* _What you need to do_: For each line below, check for the word "Removed", then state how many lines contain it, with no other output.

* _Given records_:
>>>

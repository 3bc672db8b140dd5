//! Point-in-time views of a blackboard.

use std::collections::BTreeMap;

use htn_core::Value;
use serde::{Deserialize, Serialize};

/// An ordered copy of a blackboard's contents.
#[derive(Debug, Clone, PartialEq, Serialize, Deserialize)]
pub struct StateSnapshot {
    /// Version of the blackboard at snapshot time.
    pub version: u64,

    /// All entries at snapshot time, ordered by key.
    pub entries: BTreeMap<String, Value>,
}

/// One key's difference between two snapshots.
#[derive(Debug, Clone, PartialEq, Serialize, Deserialize)]
#[serde(tag = "change", rename_all = "snake_case")]
pub enum StateChange {
    Added { key: String, value: Value },
    Changed { key: String, from: Value, to: Value },
    Removed { key: String, value: Value },
}

impl StateChange {
    pub fn key(&self) -> &str {
        match self {
            StateChange::Added { key, .. }
            | StateChange::Changed { key, .. }
            | StateChange::Removed { key, .. } => key,
        }
    }
}

impl StateSnapshot {
    /// Get a value from the snapshot.
    pub fn get(&self, key: &str) -> Option<&Value> {
        self.entries.get(key)
    }

    pub fn len(&self) -> usize {
        self.entries.len()
    }

    pub fn is_empty(&self) -> bool {
        self.entries.is_empty()
    }

    /// Compare contents with `other`, ignoring version.
    pub fn same_contents(&self, other: &StateSnapshot) -> bool {
        self.entries == other.entries
    }

    /// Changes that turn `self` into `newer`, ordered by key.
    pub fn diff(&self, newer: &StateSnapshot) -> Vec<StateChange> {
        let mut changes = Vec::new();

        for (key, old) in &self.entries {
            match newer.entries.get(key) {
                None => changes.push(StateChange::Removed {
                    key: key.clone(),
                    value: old.clone(),
                }),
                Some(new) if new != old => changes.push(StateChange::Changed {
                    key: key.clone(),
                    from: old.clone(),
                    to: new.clone(),
                }),
                Some(_) => {}
            }
        }
        for (key, new) in &newer.entries {
            if !self.entries.contains_key(key) {
                changes.push(StateChange::Added {
                    key: key.clone(),
                    value: new.clone(),
                });
            }
        }

        changes.sort_by(|a, b| a.key().cmp(b.key()));
        changes
    }
}

#[cfg(test)]
mod tests {
    use super::*;
    use crate::store::Blackboard;
    use htn_core::WorldState;

    #[test]
    fn test_diff() {
        let mut bb = Blackboard::new();
        bb.set_int("gold", 100).unwrap();
        bb.set_bool("has_bow", true).unwrap();
        let before = bb.snapshot();

        bb.set_float64("gold", 150.0).unwrap();
        bb.remove("has_bow");
        bb.set_bool("at_target", true).unwrap();
        let after = bb.snapshot();

        let changes = before.diff(&after);
        assert_eq!(changes.len(), 3);
        assert_eq!(
            changes[0],
            StateChange::Added {
                key: "at_target".to_string(),
                value: Value::Bool(true)
            }
        );
        assert_eq!(changes[1].key(), "gold");
        assert!(matches!(changes[2], StateChange::Removed { .. }));
        assert!(!before.same_contents(&after));
    }

    #[test]
    fn test_same_contents_ignores_version() {
        let mut a = Blackboard::new();
        a.set_int("x", 1).unwrap();
        a.set_int("x", 1).unwrap();
        let mut b = Blackboard::new();
        b.set_int("x", 1).unwrap();

        assert_ne!(a.snapshot(), b.snapshot());
        assert!(a.snapshot().same_contents(&b.snapshot()));
        assert!(a.snapshot().diff(&b.snapshot()).is_empty());
    }

    #[test]
    fn test_serializes_ordered() {
        let mut bb = Blackboard::new();
        bb.set_int("b", 2).unwrap();
        bb.set_int("a", 1).unwrap();
        let json = serde_json::to_string(&bb.snapshot()).unwrap();
        assert!(json.find("\"a\"").unwrap() < json.find("\"b\"").unwrap());
    }
}
//! The world-state contract consumed by conditions, effects and the planner.

use crate::error::Result;
use crate::value::{Handle, Value};

/// A typed key/value store the planner reads preconditions from and
/// writes effects to.
///
/// `Clone` is the snapshot operation: a clone must own all of its storage
/// so that mutating or dropping the source leaves the copy intact.
pub trait WorldState: Clone {
    /// Get the value stored under `key`.
    fn get(&self, key: &str) -> Option<Value>;

    /// Check whether `key` is present.
    fn has(&self, key: &str) -> bool;

    /// Remove `key`, returning whether it was present.
    fn remove(&mut self, key: &str) -> bool;

    /// Store `value` under `key`, replacing whatever was there.
    fn set(&mut self, key: &str, value: Value) -> Result<()>;

    fn set_int(&mut self, key: &str, value: i32) -> Result<()> {
        self.set(key, Value::Int(value))
    }

    fn set_int64(&mut self, key: &str, value: i64) -> Result<()> {
        self.set(key, Value::Int64(value))
    }

    fn set_float(&mut self, key: &str, value: f32) -> Result<()> {
        self.set(key, Value::Float(value))
    }

    fn set_float64(&mut self, key: &str, value: f64) -> Result<()> {
        self.set(key, Value::Float64(value))
    }

    fn set_bool(&mut self, key: &str, value: bool) -> Result<()> {
        self.set(key, Value::Bool(value))
    }

    fn set_string(&mut self, key: &str, value: &str) -> Result<()> {
        self.set(key, Value::string(value)?)
    }

    fn set_pointer(&mut self, key: &str, value: Handle) -> Result<()> {
        self.set(key, Value::Pointer(value))
    }

    fn set_vec2(&mut self, key: &str, value: [f32; 2]) -> Result<()> {
        self.set(key, Value::Vec2(value))
    }

    fn set_vec3(&mut self, key: &str, value: [f32; 3]) -> Result<()> {
        self.set(key, Value::Vec3(value))
    }

    /// Integer under `key`, or `default` when absent or not an `Int`.
    fn get_int_or(&self, key: &str, default: i32) -> i32 {
        match self.get(key) {
            Some(Value::Int(v)) => v,
            _ => default,
        }
    }

    /// 64-bit integer under `key`; `Int` values widen.
    fn get_int64_or(&self, key: &str, default: i64) -> i64 {
        self.get(key).and_then(|v| v.as_i64()).unwrap_or(default)
    }

    /// Float under `key`; any numeric kind is accepted.
    fn get_float_or(&self, key: &str, default: f32) -> f32 {
        match self.get(key) {
            Some(v) if is_numeric(&v) => v.as_f64() as f32,
            _ => default,
        }
    }

    /// 64-bit float under `key`; any numeric kind is accepted.
    fn get_float64_or(&self, key: &str, default: f64) -> f64 {
        match self.get(key) {
            Some(v) if is_numeric(&v) => v.as_f64(),
            _ => default,
        }
    }

    fn get_bool_or(&self, key: &str, default: bool) -> bool {
        self.get(key).and_then(|v| v.as_bool()).unwrap_or(default)
    }

    fn get_string_or(&self, key: &str, default: &str) -> String {
        match self.get(key) {
            Some(Value::String(s)) => s,
            _ => default.to_string(),
        }
    }
}

fn is_numeric(value: &Value) -> bool {
    matches!(
        value,
        Value::Int(_) | Value::Int64(_) | Value::Float(_) | Value::Float64(_)
    )
}

#[cfg(test)]
pub(crate) mod testing {
    use std::collections::HashMap;

    use super::*;

    /// Minimal map-backed world for unit tests in this crate.
    #[derive(Debug, Clone, Default, PartialEq)]
    pub struct MapWorld {
        pub entries: HashMap<String, Value>,
    }

    impl WorldState for MapWorld {
        fn get(&self, key: &str) -> Option<Value> {
            self.entries.get(key).cloned()
        }

        fn has(&self, key: &str) -> bool {
            self.entries.contains_key(key)
        }

        fn remove(&mut self, key: &str) -> bool {
            self.entries.remove(key).is_some()
        }

        fn set(&mut self, key: &str, value: Value) -> Result<()> {
            self.entries.insert(key.to_string(), value);
            Ok(())
        }
    }

    #[test]
    fn test_typed_getters_with_default() {
        let mut w = MapWorld::default();
        w.set_int("n", 4).unwrap();
        w.set_string("s", "hi").unwrap();
        assert_eq!(w.get_int_or("n", 0), 4);
        assert_eq!(w.get_int64_or("n", 0), 4);
        assert_eq!(w.get_float_or("n", 0.0), 4.0);
        assert_eq!(w.get_float64_or("s", 1.5), 1.5);
        assert!(w.get_bool_or("missing", true));
        assert_eq!(w.get_string_or("s", ""), "hi");
        assert_eq!(w.get_string_or("n", "none"), "none");
    }
}
//! Synthetic mutators that exercise the collector.
//!
//! Every workload keeps its live objects in a [`ShadowStack`] and re-reads
//! them from there after each allocation, the way a compiled mutator would
//! reload spilled roots after a call into the collector.

use std::{cell::Cell, sync::Arc};

use clap::ValueEnum;
use heap::{
    Address, GcResult, Generation, MiniMark, RootProvider, ShadowStack, TypeId,
    TypeInfo, TypeTable, TypeTableBuilder, WORD,
};
use log::{debug, info};

/// `cons { value, car, cdr }`
const VALUE: usize = 0;
const CAR: usize = WORD;
const CDR: usize = 2 * WORD;
/// `array { length, items }` and `buffer { length, bytes }`
const ITEMS: usize = WORD;
/// `resource { handle, payload }`
const PAYLOAD: usize = WORD;

const LIST_LENGTH: usize = 1000;
const LONG_LIVED_TREE_DEPTH: usize = 12;
const TEMP_TREE_DEPTH: usize = 10;
const WEAK_BATCH: usize = 100;
const WEAK_KEEP_EVERY: usize = 10;
const RESOURCE_BATCH: usize = 100;
const MIXED_SLOTS: usize = 64;
const MIXED_STEPS: usize = 2000;

thread_local! {
    static FINALIZED: Cell<usize> = const { Cell::new(0) };
}

fn count_finalized(_gc: &mut MiniMark, _roots: &mut dyn RootProvider, _obj: Address) {
    FINALIZED.with(|count| count.set(count.get() + 1));
}

fn finalized_count() -> usize {
    FINALIZED.with(Cell::get)
}

#[derive(ValueEnum, Debug, Clone, Copy, PartialEq, Eq)]
pub enum Workload {
    /// One long list per iteration, the previous one becomes garbage
    List,
    /// Temporary binary trees next to a long-lived one
    Tree,
    /// Weak references to objects that mostly die
    Weakrefs,
    /// Unreachable objects with finalizers
    Finalizers,
    /// Random mix of everything, with identity checks
    Mixed,
}
#![allow(dead_code)]

use std::cell::RefCell;

use heap::{
    Address, ArenaCollection, GcSettings, MiniMark, RootProvider, ShadowStack,
    SimpleArenaCollection, TypeId, TypeInfo, TypeTableBuilder, WORD,
};

// ── Test object layouts ───────────────────────────────────────────────

/// `node { value, prev, next }`
pub const NODE: TypeId = TypeId::new(0);
pub const VALUE: usize = 0;
pub const PREV: usize = WORD;
pub const NEXT: usize = 2 * WORD;

/// `array { length, items: [ptr] }`
pub const ARRAY: TypeId = TypeId::new(1);
pub const ARRAY_ITEMS: usize = WORD;

/// `weakref { target (weak) }`
pub const WEAKREF: TypeId = TypeId::new(2);
pub const WEAK_TARGET: usize = 0;

/// `resource { value, ptr }` with a finalizer recording `value`.
pub const RESOURCE: TypeId = TypeId::new(3);
pub const RESOURCE_PTR: usize = WORD;

/// `big { ptr, 7 data words }`: always outside the nursery.
pub const BIG: TypeId = TypeId::new(4);

/// `bytes { length, items: [u8] }`
pub const BYTES: TypeId = TypeId::new(5);

/// `greedy { value }` whose finalizer allocates and asks for a major
/// collection.
pub const GREEDY: TypeId = TypeId::new(6);

thread_local! {
    static FINALIZED: RefCell<Vec<usize>> = const { RefCell::new(Vec::new()) };
    static MAJORS_SEEN_BY_FINALIZER: RefCell<Vec<(usize, usize)>> =
        const { RefCell::new(Vec::new()) };
}

fn record_value(_gc: &mut MiniMark, _roots: &mut dyn RootProvider, obj: Address) {
    let value = unsafe { obj.add(VALUE).load::<usize>() };
    FINALIZED.with(|f| f.borrow_mut().push(value));
}

fn allocate_and_collect(gc: &mut MiniMark, roots: &mut dyn RootProvider, obj: Address) {
    let majors_before = gc.stats().major_collections;
    for i in 0..64usize {
        let node = gc.malloc(roots, NODE, 0).expect("allocation in finalizer");
        unsafe { node.store(i) };
    }
    gc.collect(roots, heap::Generation::Major)
        .expect("collect in finalizer");
    let majors_after = gc.stats().major_collections;
    MAJORS_SEEN_BY_FINALIZER.with(|m| m.borrow_mut().push((majors_before, majors_after)));
    record_value(gc, roots, obj);
}

/// Values recorded by finalizers so far, oldest first, then cleared.
pub fn take_finalized() -> Vec<usize> {
    FINALIZED.with(|f| std::mem::take(&mut *f.borrow_mut()))
}

pub fn take_majors_seen_by_finalizer() -> Vec<(usize, usize)> {
    MAJORS_SEEN_BY_FINALIZER.with(|m| std::mem::take(&mut *m.borrow_mut()))
}

pub fn create_test_types() -> std::sync::Arc<heap::TypeTable> {
    let mut builder = TypeTableBuilder::new();
    let ids = [
        builder.register(TypeInfo::fixed("node", 3 * WORD).with_gc_pointers(&[PREV, NEXT])),
        builder.register(
            TypeInfo::varsize("array", WORD, WORD, 0).with_item_gc_pointers(&[0]),
        ),
        builder.register(TypeInfo::fixed("weakref", WORD).with_weakptr(WEAK_TARGET)),
        builder.register(
            TypeInfo::fixed("resource", 2 * WORD)
                .with_gc_pointers(&[RESOURCE_PTR])
                .with_finalizer(record_value),
        ),
        builder.register(TypeInfo::fixed("big", 8 * WORD).with_gc_pointers(&[0])),
        builder.register(TypeInfo::varsize("bytes", WORD, 1, 0)),
        builder.register(TypeInfo::fixed("greedy", WORD).with_finalizer(allocate_and_collect)),
    ];
    let expected = [NODE, ARRAY, WEAKREF, RESOURCE, BIG, BYTES, GREEDY];
    for (id, expected) in ids.into_iter().zip(expected) {
        assert_eq!(id.expect("valid test type"), expected);
    }
    builder.build()
}

/// Tiny spaces so that tests hit every collection path quickly.
pub fn create_test_settings() -> GcSettings {
    GcSettings {
        nursery_size: 32 * WORD,
        major_collection_threshold: 2.5,
        small_request_threshold: 5 * WORD,
        page_size: 16 * WORD,
        arena_size: 64 * WORD,
        max_heap_size: 0,
        card_page_indices: 4,
        debug_checks: true,
    }
}

#[derive(Debug, Clone, Copy)]
pub enum ArenaKind {
    Pages,
    Simple,
}

pub struct TestEnv {
    pub gc: MiniMark,
    pub roots: ShadowStack,
}

pub fn create_test_env(kind: ArenaKind) -> TestEnv {
    let settings = create_test_settings();
    let types = create_test_types();
    let gc = match kind {
        ArenaKind::Pages => MiniMark::new(settings, types),
        ArenaKind::Simple => {
            let ac = SimpleArenaCollection::new(settings.small_request_threshold);
            MiniMark::with_arena(settings, types, Box::new(ac))
        }
    }
    .expect("test collector");
    take_finalized();
    take_majors_seen_by_finalizer();
    TestEnv {
        gc,
        roots: ShadowStack::new(),
    }
}

/// Runs `scenario` once per arena implementation.
pub fn for_each_arena(scenario: fn(&mut TestEnv)) {
    for kind in [ArenaKind::Pages, ArenaKind::Simple] {
        let mut env = create_test_env(kind);
        scenario(&mut env);
    }
}

/// Builds the collector with an explicit page allocator, for tests that need
/// its settings changed.
pub fn create_env_with(settings: GcSettings) -> TestEnv {
    let ac = ArenaCollection::new(
        settings.arena_size,
        settings.page_size,
        settings.small_request_threshold,
    );
    let gc = MiniMark::with_arena(settings, create_test_types(), Box::new(ac))
        .expect("test collector");
    TestEnv {
        gc,
        roots: ShadowStack::new(),
    }
}

// ── Object helpers ────────────────────────────────────────────────────

impl TestEnv {
    /// Allocates a node holding `value`. Unrooted addresses are stale after
    /// the next allocation.
    pub fn node(&mut self, value: usize) -> Address {
        let obj = self.gc.malloc(&mut self.roots, NODE, 0).expect("node");
        unsafe { obj.add(VALUE).store(value) };
        obj
    }

    /// Allocates a node and roots it, returning the root index.
    pub fn rooted_node(&mut self, value: usize) -> usize {
        let obj = self.node(value);
        self.roots.push(obj)
    }

    pub fn array(&mut self, length: usize) -> Address {
        self.gc.malloc(&mut self.roots, ARRAY, length).expect("array")
    }

    pub fn root(&self, index: usize) -> Address {
        self.roots.get(index)
    }

    pub fn value(&self, obj: Address) -> usize {
        unsafe { obj.add(VALUE).load::<usize>() }
    }

    pub fn get(&self, obj: Address, offset: usize) -> Address {
        unsafe { self.gc.read_pointer(obj, offset) }
    }

    pub fn set(&mut self, obj: Address, offset: usize, value: Address) {
        unsafe { self.gc.write_pointer(obj, offset, value) };
    }

    pub fn item(&self, array: Address, index: usize) -> Address {
        self.get(array, ARRAY_ITEMS + index * WORD)
    }

    pub fn set_item(&mut self, array: Address, index: usize, value: Address) {
        self.gc.write_barrier_from_array(value, array, index);
        unsafe { array.add(ARRAY_ITEMS + index * WORD).store_address(value) };
    }

    pub fn length(&self, array: Address) -> usize {
        unsafe { array.load::<usize>() }
    }

    pub fn minor(&mut self) {
        self.gc
            .collect(&mut self.roots, heap::Generation::Minor)
            .expect("minor collection");
    }

    pub fn major(&mut self) {
        self.gc
            .collect(&mut self.roots, heap::Generation::Major)
            .expect("major collection");
    }
}

/// Small deterministic generator for randomized tests.
pub struct Lcg(u64);

impl Lcg {
    pub fn new(seed: u64) -> Self {
        Self(seed)
    }

    pub fn next(&mut self) -> u64 {
        self.0 = self
            .0
            .wrapping_mul(6364136223846793005)
            .wrapping_add(1442695040888963407);
        self.0 >> 33
    }

    pub fn below(&mut self, bound: usize) -> usize {
        (self.next() % bound as u64) as usize
    }
}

<<<

* _Solution to this problem_: 4